ShopClues is an Indian online marketplace, owned by Clues Network Pvt. Ltd. The company was established in July 2011 by Sanjay Sethi, Sandeep Aggarwal and Radhika Aggarwal. In 2015, ShopClues was valued at US$1.1 billion, with Tiger Global, Helion Ventures, and Nexus Venture Partners as major investors. In 2019, the company was acquired by Singapore-based Qoo10 in an all-stock deal valued at approximately US$70 million, representing one of the largest valuation meltdowns for an Indian-based startup.

==History==
ShopClues provides unstructured categories of home and kitchen, fashion, electronics and daily utility items.

In June 2015, ShopClues launched a financing platform Capital Wings to fund its merchants' businesses. In December 2015, the company invested towards seed funding in HeyBiz, which is a real-time shopping assistant app.

In January 2016, ShopClues raised US$100 million from Tiger Global Management and joined the Unicorn Club. In 2016, ShopClues launched its Android app for sellers, and later added iOS apps.

In May 2016, it partnered with GoDaddy to assist its small and medium entrepreneurs in starting their own e-commerce websites. In July 2016, launched an ad platform, AdZone wherein sellers may market their products with the help of native and custom advertising.

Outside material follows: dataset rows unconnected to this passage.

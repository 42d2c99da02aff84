//! Cascading deletion of root documents and everything they own
//!
//! Deletion runs in two phases. [`CascadeDeleter::prepare`] resolves the
//! filter to a document and gathers the ids of every dependent record into a
//! [`DeletionPlan`]. [`CascadeDeleter::execute`] then removes the whole plan,
//! root included, in one transaction across all collections, so a failure
//! leaves every record in place.
use super::document::{Contract, DocumentKind, Quotation, RootDocument};
use super::error::{LifecycleError, Result};
use super::store::{Record, Store, decode, settle};
use sled::IVec;
use sled::transaction::{
    ConflictableTransactionError, ConflictableTransactionResult, TransactionResult,
    TransactionalTree,
};
use sled::Transactional;
use tracing::{debug, info};

/// Selects the root document a deletion applies to.
#[derive(Debug, Clone, PartialEq, Eq)]
pub enum DeleteFilter {
    Id(String),
    Number(String),
}

impl DeleteFilter {
    pub fn id(id: &str) -> Self {
        Self::Id(id.to_string())
    }
    pub fn number(number: &str) -> Self {
        Self::Number(number.to_string())
    }
}

/// Ids of every record one deletion removes, per collection.
#[derive(Debug, Default, Clone, PartialEq, Eq)]
pub struct DeletionPlan {
    pub quotations: Vec<String>,
    pub contracts: Vec<String>,
    pub line_items: Vec<String>,
    pub delivery_records: Vec<String>,
    pub work_logs: Vec<String>,
    pub work_log_summaries: Vec<String>,
    pub archives: Vec<String>,
}

impl DeletionPlan {
    pub fn len(&self) -> usize {
        self.quotations.len()
            + self.contracts.len()
            + self.line_items.len()
            + self.delivery_records.len()
            + self.work_logs.len()
            + self.work_log_summaries.len()
            + self.archives.len()
    }

    pub fn is_empty(&self) -> bool {
        self.len() == 0
    }
}

fn add<I, S>(ids: &mut Vec<String>, new: I)
where
    I: IntoIterator<Item = S>,
    S: AsRef<str>,
{
    for id in new {
        let id = id.as_ref();
        if !ids.iter().any(|known| known == id) {
            ids.push(id.to_string());
        }
    }
}

/// A root document read while collecting, with the bytes it had then.
#[derive(Debug, Clone)]
struct Snapshot {
    kind: DocumentKind,
    id: String,
    bytes: IVec,
}

/// A collected deletion waiting to be applied.
///
/// Besides the plan it keeps a snapshot of every root document the plan was
/// derived from: the document being deleted and, for a contract, its
/// originating quotation. Applying aborts if any of them changed since.
#[derive(Debug, Clone)]
pub struct PreparedDeletion {
    kind: DocumentKind,
    root_id: String,
    plan: DeletionPlan,
    snapshots: Vec<Snapshot>,
}

impl PreparedDeletion {
    pub fn root_id(&self) -> &str {
        &self.root_id
    }
    pub fn plan(&self) -> &DeletionPlan {
        &self.plan
    }
}

/// A root document that knows which records it owns.
pub trait Cascade: RootDocument {
    /// Adds this document and everything it owns to `deletion`.
    fn collect_dependents(&self, store: &Store, deletion: &mut PreparedDeletion) -> Result<()>;
}

impl Cascade for Quotation {
    fn collect_dependents(&self, store: &Store, deletion: &mut PreparedDeletion) -> Result<()> {
        let plan = &mut deletion.plan;
        add(&mut plan.line_items, self.line_items());

        // archives point back by id; older ones only carry the quotation number
        let number = self.number();
        let archives = store.archives.filter(|archive| {
            archive.quotation_id() == Some(self.id())
                || (archive.contract_id().is_none()
                    && number.is_some()
                    && archive.number() == number)
        })?;
        add(&mut plan.archives, archives.iter().map(|a| a.id()));

        add(&mut plan.quotations, [self.id()]);
        Ok(())
    }
}

impl Cascade for Contract {
    fn collect_dependents(&self, store: &Store, deletion: &mut PreparedDeletion) -> Result<()> {
        let plan = &mut deletion.plan;
        add(&mut plan.line_items, self.line_items());
        add(&mut plan.delivery_records, self.delivery_records());
        add(&mut plan.work_logs, self.work_logs());

        let archives = store
            .archives
            .filter(|archive| archive.contract_id() == Some(self.id()))?;
        add(&mut plan.archives, archives.iter().map(|a| a.id()));

        let summaries = store
            .work_log_summaries
            .filter(|summary| summary.contract_id() == self.id())?;
        add(&mut plan.work_log_summaries, summaries.iter().map(|s| s.id()));

        // the originating quotation goes too, with its own dependents
        if let Some(quotation_id) = self.quotation() {
            match store.quotations.get_raw(quotation_id)? {
                Some(bytes) => {
                    let quotation: Quotation = decode(quotation_id, &bytes)?;
                    deletion.snapshots.push(Snapshot {
                        kind: DocumentKind::Quotation,
                        id: quotation_id.to_string(),
                        bytes,
                    });
                    quotation.collect_dependents(store, deletion)?;
                }
                None => debug!(contract = self.id(), quotation_id, "originating quotation already gone"),
            }
        }

        add(&mut deletion.plan.contracts, [self.id()]);
        Ok(())
    }
}

pub struct CascadeDeleter<'a> {
    store: &'a Store,
}

impl<'a> CascadeDeleter<'a> {
    pub fn new(store: &'a Store) -> Self {
        Self { store }
    }

    /// The document `filter` selects, if any.
    pub fn lookup<D: Cascade>(&self, filter: &DeleteFilter) -> Result<Option<D>> {
        Ok(self.lookup_raw::<D>(filter)?.map(|(doc, _)| doc))
    }

    fn lookup_raw<D: Cascade>(&self, filter: &DeleteFilter) -> Result<Option<(D, IVec)>> {
        let collection = D::collection(self.store);
        match filter {
            DeleteFilter::Id(id) => collection
                .get_raw(id)?
                .map(|bytes| decode::<D>(id, &bytes).map(|doc| (doc, bytes)))
                .transpose(),
            DeleteFilter::Number(number) => {
                collection.find_raw(|doc| doc.number() == Some(number.as_str()))
            }
        }
    }

    /// Collects everything a deletion through `filter` would remove, without
    /// removing anything. `None` when the filter matches nothing.
    pub fn prepare<D: Cascade>(&self, filter: &DeleteFilter) -> Result<Option<PreparedDeletion>> {
        let Some((root, bytes)) = self.lookup_raw::<D>(filter)? else {
            return Ok(None);
        };
        let mut deletion = PreparedDeletion {
            kind: D::KIND,
            root_id: root.id().to_string(),
            plan: DeletionPlan::default(),
            snapshots: vec![Snapshot {
                kind: D::KIND,
                id: root.id().to_string(),
                bytes,
            }],
        };
        root.collect_dependents(self.store, &mut deletion)?;
        Ok(Some(deletion))
    }

    /// Pre-delete phase: the plan of [`prepare`](Self::prepare) on its own.
    pub fn collect<D: Cascade>(&self, filter: &DeleteFilter) -> Result<Option<DeletionPlan>> {
        Ok(self.prepare::<D>(filter)?.map(|prepared| prepared.plan))
    }

    /// Deletes the selected document and its dependents, returning what was
    /// removed. A filter matching nothing is not an error and removes nothing.
    pub fn delete<D: Cascade>(&self, filter: &DeleteFilter) -> Result<DeletionPlan> {
        match self.prepare::<D>(filter)? {
            Some(prepared) => self.execute(prepared),
            None => {
                let kind = D::KIND;
                debug!(%kind, ?filter, "delete matched nothing");
                Ok(DeletionPlan::default())
            }
        }
    }

    /// Applies a prepared deletion in one transaction.
    ///
    /// Fails with [`LifecycleError::ConcurrentModification`] and removes
    /// nothing when a snapshotted document changed after it was prepared.
    pub fn execute(&self, prepared: PreparedDeletion) -> Result<DeletionPlan> {
        self.apply(&prepared)?;
        let kind = prepared.kind;
        info!(
            %kind,
            id = %prepared.root_id,
            removed = prepared.plan.len(),
            "cascade delete complete"
        );
        Ok(prepared.plan)
    }

    fn apply(&self, prepared: &PreparedDeletion) -> Result<()> {
        let store = self.store;
        let plan = &prepared.plan;

        let result: TransactionResult<(), LifecycleError> = (
            store.quotations.tree(),
            store.contracts.tree(),
            store.line_items.tree(),
            store.delivery_records.tree(),
            store.work_logs.tree(),
            store.work_log_summaries.tree(),
            store.archives.tree(),
        )
            .transaction(
                |(quotations, contracts, line_items, delivery_records, work_logs, summaries, archives)| {
                    for snapshot in &prepared.snapshots {
                        let roots = match snapshot.kind {
                            DocumentKind::Quotation => quotations,
                            _ => contracts,
                        };
                        let current = roots.get(snapshot.id.as_bytes())?;
                        if current.as_ref() != Some(&snapshot.bytes) {
                            return Err(ConflictableTransactionError::Abort(
                                LifecycleError::ConcurrentModification {
                                    kind: snapshot.kind,
                                    id: snapshot.id.clone(),
                                    step: "collecting dependents for deletion",
                                },
                            ));
                        }
                    }

                    // dependents first, owners last
                    remove_all(line_items, &plan.line_items)?;
                    remove_all(delivery_records, &plan.delivery_records)?;
                    remove_all(work_logs, &plan.work_logs)?;
                    remove_all(summaries, &plan.work_log_summaries)?;
                    remove_all(archives, &plan.archives)?;
                    remove_all(quotations, &plan.quotations)?;
                    remove_all(contracts, &plan.contracts)?;
                    Ok(())
                },
            );

        settle(
            result,
            &format!("deleting {} {} and its dependents", prepared.kind, prepared.root_id),
        )
    }
}

fn remove_all(
    tree: &TransactionalTree,
    ids: &[String],
) -> ConflictableTransactionResult<(), LifecycleError> {
    for id in ids {
        tree.remove(id.as_bytes())?;
    }
    Ok(())
}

In June 2016, the online marketplace claimed to have half a million sellers on its platform. In July 2016, ShopClues acquired Momoe, a Bangalore-based mobile payments company.

In 2019, ShopClues was acquired by Singapore-based Qoo10 for US$70 million.

==Key people==
- Sanjay Sethi - Co-Founder and Chief Executive Officer (CEO)
- Sandeep Agarwal - Co-Founder and Chief Operations Officer (COO)
- Radhika Aggarwal - Co-Founder and Chief Business Officer (CBO)

==Controversy==
- In August 2015, the owner of the brand Ray-Ban, Luxottica Group accused ShopClues of allegedly selling fake products and took up the issue in court. The Delhi High Court pulled up ShopClues for breaching its earlier order and continuing the sale of Ray-Ban products.
- The site has had a number of complaints both from customers and from other businesses claiming that the site is selling fake products.
- In 2013, founder and CEO Sandeep Agarwal was charged with insider trading and arrested in the US. Agarwal subsequently pleaded guilty and entered a plea bargain on the charges. Agarwal resigned from ShopClues in 2013.